Saved data entries:
=====

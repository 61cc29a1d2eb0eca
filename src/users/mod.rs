use crate::state::AppState;
use axum::Router;

pub mod dto;
pub mod handlers;
pub mod memory;
pub mod repo;
pub mod repo_types;
pub mod services;

pub fn router() -> Router<AppState> {
    handlers::user_routes()
}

=====

TASK TO CARRY OUT
All of the entries above, written out exactly, make up the reply.

SOLUTION BELOW
repository 61cc29a1d2eb0eca
filename src/users/mod.rs
use crate::state::AppState;
use axum::Router;

pub mod dto;
pub mod handlers;
pub mod memory;
pub mod repo;
pub mod repo_types;
pub mod services;

pub fn router() -> Router<AppState> {
    handlers::user_routes()
}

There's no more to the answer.